EXERCISE> Include in the output exactly the lines from the opening of the data through the line containing "to exceed this", and nothing more.

** Opening INPUT RECORDS block **

//! Runtime settings.
//!
//! Read once at startup from the environment, then overridden by CLI
//! flags. The shell itself only ever sees the final immutable values.
//!
//! Environment variables:
//!
//! - `PAPERFETCHER_BACKEND_URL`  - base URL of the external fetch service
//! - `PAPERFETCHER_SEARCH_LIMIT` - reject searches expected to exceed this
//!   many records (unset means unlimited; used to keep cloud instances
//!   within resource limits)
//! - `PAPERFETCHER_TIMEOUT_SECS` - bounded wait for one backend call

use std::env;

use crate::error::{Result, ShellError};
use crate::remote::DEFAULT_TIMEOUT_SECS;

/// Default backend service address.
pub const DEFAULT_BACKEND_URL: &str = "http://127.0.0.1:8000";

/// Immutable runtime settings shared by both CLI modes.
#[derive(Debug, Clone)]
pub struct Settings {
    /// Base URL of the external fetch service
    pub backend_url: String,
    /// Bounded wait for one backend call, in seconds
    pub timeout_secs: u64,
    /// Maximum expected result count, enforced via backend dry runs
    pub result_limit: Option<usize>,
}

impl Default for Settings {
    fn default() -> Self {
        Self {
            backend_url: DEFAULT_BACKEND_URL.to_string(),
            timeout_secs: DEFAULT_TIMEOUT_SECS,
            result_limit: None,
        }
    }
}

impl Settings {
    /// Build settings from the environment.
    ///
    /// # Errors
    ///
    /// Returns [`ShellError::Config`] when a variable is set but cannot be
    /// parsed.
    pub fn from_env() -> Result<Self> {
        let mut settings = Settings::default();

        if let Ok(url) = env::var("PAPERFETCHER_BACKEND_URL") {
            if !url.trim().is_empty() {
                settings.backend_url = url;
            }
        }

        if let Ok(raw) = env::var("PAPERFETCHER_SEARCH_LIMIT") {
            let limit: usize = raw.trim().parse().map_err(|_| {
                ShellError::Config(format!("PAPERFETCHER_SEARCH_LIMIT must be a number, got '{raw}'"))
            })?;
            settings.result_limit = Some(limit);
        }

        if let Ok(raw) = env::var("PAPERFETCHER_TIMEOUT_SECS") {
            settings.timeout_secs = raw.trim().parse().map_err(|_| {
                ShellError::Config(format!("PAPERFETCHER_TIMEOUT_SECS must be a number, got '{raw}'"))
            })?;
        }

        Ok(settings)
    }

    /// Apply CLI overrides on top of the environment values.
    pub fn with_overrides(
        mut self,
        backend_url: Option<String>,
        timeout_secs: Option<u64>,
        result_limit: Option<usize>,
    ) -> Self {
        if let Some(url) = backend_url {
            self.backend_url = url;
        }
        if let Some(secs) = timeout_secs {
            self.timeout_secs = secs;
        }
        if result_limit.is_some() {
            self.result_limit = result_limit;
        }
        self
    }
}
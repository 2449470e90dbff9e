//! Custom error types for paperfetcher-web.
//!
//! Every failure the shell can surface to the user maps to a variant here.
//! All of them are recoverable at the UI boundary: the shell stays usable
//! for the next submission.

use thiserror::Error;

use crate::backend::FetchError;

/// Main error type for shell operations.
#[derive(Debug, Error)]
pub enum ShellError {
    /// Query rejected before any backend call (empty keywords, bad ISSN/DOI)
    #[error("Invalid query: {0}")]
    InvalidQuery(String),

    /// The external fetch backend failed
    #[error("Fetch failed: {0}")]
    Fetch(#[from] FetchError),

    /// The query was valid but returned zero records
    #[error("The search returned no results. Try broadening your keywords or date range.")]
    EmptyResult,

    /// Dry run reported more results than the configured limit allows
    #[error("This search would return {expected} results, which exceeds the limit of {limit}")]
    LimitExceeded {
        /// Expected result count reported by the backend
        expected: usize,
        /// Configured result limit
        limit: usize,
    },

    /// File I/O error (export file, journal list)
    #[error("IO error: {0}")]
    Io(#[from] std::io::Error),

    /// JSON serialization/deserialization error
    #[error("JSON error: {0}")]
    Json(#[from] serde_json::Error),

    /// CSV serialization error during export
    #[error("CSV error: {0}")]
    Csv(#[from] csv::Error),

    /// Configuration error
    #[error("Config error: {0}")]
    Config(String),
}

/// Result type alias using `ShellError`
pub type Result<T> = std::result::Result<T, ShellError>;

impl ShellError {
    /// User-facing message for this error, suitable for the web banner
    /// and the CLI. Never exposes more than the `Display` text.
    pub fn user_message(&self) -> String {
        self.to_string()
    }
}
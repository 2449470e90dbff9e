//! Journal picker list.
//!
//! The web form offers a journal title/ISSN picker backed by a local copy
//! of the Crossref title list CSV (`JournalTitle,pissn,eissn` columns).
//! Loading is a plain file read; keeping the list current is the
//! operator's job, not this crate's.

use serde::Deserialize;
use std::path::Path;
use tracing::info;

use crate::error::Result;

/// One selectable journal.
#[derive(Debug, Clone, PartialEq, Eq)]
pub struct JournalEntry {
    /// Journal title
    pub title: String,
    /// Electronic ISSN (the one paperfetcher searches by)
    pub issn: String,
}

impl JournalEntry {
    /// Label shown in the picker, mirroring the original app.
    pub fn label(&self) -> String {
        format!("{}, ISSN:{}", self.title, self.issn)
    }
}

#[derive(Debug, Deserialize)]
struct TitleFileRow {
    #[serde(rename = "JournalTitle", default)]
    journal_title: String,
    #[serde(rename = "eissn", default)]
    eissn: String,
}

/// Load the picker list from a Crossref title-list CSV.
///
/// Rows without an electronic ISSN are skipped, as are rows whose ISSN
/// does not look like one (the upstream file contains stray values).
pub fn load_journal_csv(path: &Path) -> Result<Vec<JournalEntry>> {
    let mut rdr = csv::ReaderBuilder::new()
        .has_headers(true)
        .flexible(true)
        .from_path(path)?;

    let mut entries = Vec::new();
    for row in rdr.deserialize::<TitleFileRow>() {
        let row = row?;
        let issn = row.eissn.trim();
        if crate::query::is_valid_issn(issn) && !row.journal_title.trim().is_empty() {
            entries.push(JournalEntry {
                title: row.journal_title.trim().to_string(),
                issn: issn.to_string(),
            });
        }
    }

    info!(count = entries.len(), path = %path.display(), "Loaded journal list");
    Ok(entries)
}

#[cfg(test)]
mod tests {
    use super::*;
    use std::io::Write;

    #[test]
    fn test_load_skips_rows_without_eissn() {
        let mut file = tempfile::NamedTempFile::new().expect("temp file");
        writeln!(file, "JournalTitle,pissn,eissn").expect("write");
        writeln!(file, "Nature,0028-0836,1476-4687").expect("write");
        writeln!(file, "No Electronic Edition,1111-2222,").expect("write");
        writeln!(file, "Bad ISSN,,not-an-issn").expect("write");
        writeln!(file, "Science,0036-8075,1095-9203").expect("write");

        let entries = load_journal_csv(file.path()).expect("load");

        assert_eq!(entries.len(), 2);
        assert_eq!(entries[0].title, "Nature");
        assert_eq!(entries[0].issn, "1476-4687");
        assert_eq!(entries[1].label(), "Science, ISSN:1095-9203");
    }

    #[test]
    fn test_missing_file_is_an_error() {
        assert!(load_journal_csv(Path::new("/nonexistent/titles.csv")).is_err());
    }
}
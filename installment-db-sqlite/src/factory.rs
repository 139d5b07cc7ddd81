use installment_core::db::{DbConfig, RepositoryFactory};
use installment_core::{RepositoryError, SimulationRepository};

use crate::repository::SqliteRepository;

/// [`RepositoryFactory`] for SQLite.
///
/// Register this with a [`installment_core::db::RepositoryRegistry`] to make
/// the `"sqlite"` backend available:
///
/// ```rust,no_run
/// use installment_core::db::RepositoryRegistry;
/// use installment_db_sqlite::SqliteRepositoryFactory;
///
/// let mut registry = RepositoryRegistry::with_builtin_backends();
/// registry.register(Box::new(SqliteRepositoryFactory));
/// ```
pub struct SqliteRepositoryFactory;

impl RepositoryFactory for SqliteRepositoryFactory {
    fn backend_name(&self) -> &'static str {
        "sqlite"
    }

    /// Open the database described by `config.connection_string`.
    ///
    /// Accepted connection-string values:
    /// * A bare file path, e.g. `"simulations.db"`.  The file is created if
    ///   it does not exist.
    /// * `":memory:"`: an ephemeral in-memory database (useful for tests).
    fn create(
        &self,
        config: &DbConfig,
    ) -> Result<Box<dyn SimulationRepository>, RepositoryError> {
        let repo = SqliteRepository::new(&config.connection_string, &config.namespace)
            .map_err(|e| RepositoryError::Connection(format!("{e:#}")))?;
        repo.run_migrations()
            .map_err(|e| RepositoryError::Storage(format!("{e:#}")))?;
        Ok(Box::new(repo))
    }
}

** Closing INPUT RECORDS block **

RESULT BELOW>
//! Runtime settings.
//!
//! Read once at startup from the environment, then overridden by CLI
//! flags. The shell itself only ever sees the final immutable values.
//!
//! Environment variables:
//!
//! - `PAPERFETCHER_BACKEND_URL`  - base URL of the external fetch service
//! - `PAPERFETCHER_SEARCH_LIMIT` - reject searches expected to exceed this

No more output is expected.